At the meeting, Manafort and Kilimnik discussed three things. First, they discussed a plan to make “peace” in Ukraine by creating an autonomous region in Donbas and getting Yanukovych “elected” to head it. Manafort later told Mueller’s team that he cut the meeting short before Kilimnik asked him to get Trump to come out for the peace plan, though Mueller’s team argued and Amy Berman Jackson agreed that Manafort was lying about what happened at the meeting.

After Rick Gates showed up (he came late), Manafort laid out for Kilimnik how the campaign planned to win Michigan, Wisconsin, Pennsylvania, and Minnesota.

Finally, Kilimnik told Manafort how he could get back on the gravy train of Oleg Deripaska and the Party of Regions. Specifically, Kilimnik explained what Manafort would have to do to get Ukrainian oligarchs Rinat Akhmetov and Serhiy Lyovochkin to pay him money that Manafort claimed they owed him from past work. Eight days later, on August 10, Manafort — who was badly underwater and working for Trump for “free” — would tell his accountant to book $2.4M in income from those oligarchs, to be paid in November.

This recognition of payment from Yanukovych’s allies just a week after meeting to talk about a way to help Yanukovych do Russia’s bidding is the only known instance of Ukraine interfering with people working directly for one of the candidates running for President. It is the only known instance of Ukrainian interference in 2016.

In early January, Manafort would meet with a senior Deripaska associate in a meeting set up by another Deripaska associate sanctioned along with a bunch of GRU officers to “recreat[e] old friendship” between Deripaska and Manafort.

Shortly thereafter (possibly the day he returned, on January 12), Manafort reportedly told Reince Priebus to undercut claims that Trump had close ties to Russia by debunking the Steele dossier, a strategy that — because the dossier turned out to be largely shit and possible disinformation — turned out to be wildly successful. As the DOJ IG Report describes in new detail, Christopher Steele had been working for Deripaska in an effort to help the oligarch settle his score with Manafort during the period he was working on the dossier.

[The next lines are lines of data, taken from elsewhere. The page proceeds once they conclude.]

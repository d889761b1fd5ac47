//! Error type for admission reviews that cannot be interpreted.

use thiserror::Error;

/// An inbound AdmissionReview that cannot be evaluated.
///
/// The transport maps every variant to the same fixed `400 Bad Request`
/// response; the variants exist so logs say exactly what was wrong.
#[derive(Debug, Error)]
pub enum MalformedRequest {
    /// The body is not a JSON AdmissionReview envelope
    #[error("request body is not a valid AdmissionReview: {0}")]
    InvalidJson(#[from] serde_json::Error),

    /// A required field is absent (or explicitly null)
    #[error("missing required field `{path}`")]
    MissingField { path: String },

    /// A required field is present but has the wrong JSON type
    #[error("field `{path}` must be {expected}")]
    WrongType { path: String, expected: &'static str },
}

impl MalformedRequest {
    pub fn missing(path: impl Into<String>) -> Self {
        MalformedRequest::MissingField { path: path.into() }
    }

    pub fn wrong_type(path: impl Into<String>, expected: &'static str) -> Self {
        MalformedRequest::WrongType {
            path: path.into(),
            expected,
        }
    }

    /// Dotted path of the offending field, if the error is field-scoped
    pub fn path(&self) -> Option<&str> {
        match self {
            MalformedRequest::InvalidJson(_) => None,
            MalformedRequest::MissingField { path } | MalformedRequest::WrongType { path, .. } => {
                Some(path)
            }
        }
    }
}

From that point forward, Manafort would continue to pursue a “peace” plan in Ukraine that would give Russia what it wanted up until shortly before he was jailed in June 2018.

These are the events that about which Paul Manafort lied to prevent Mueller from fully understanding. To give Manafort an incentive to lie, John Dowd started telling him he would be “taken care of” in early 2018. Then, around the time he faced jail, Trump started making those pardon offers more explicit.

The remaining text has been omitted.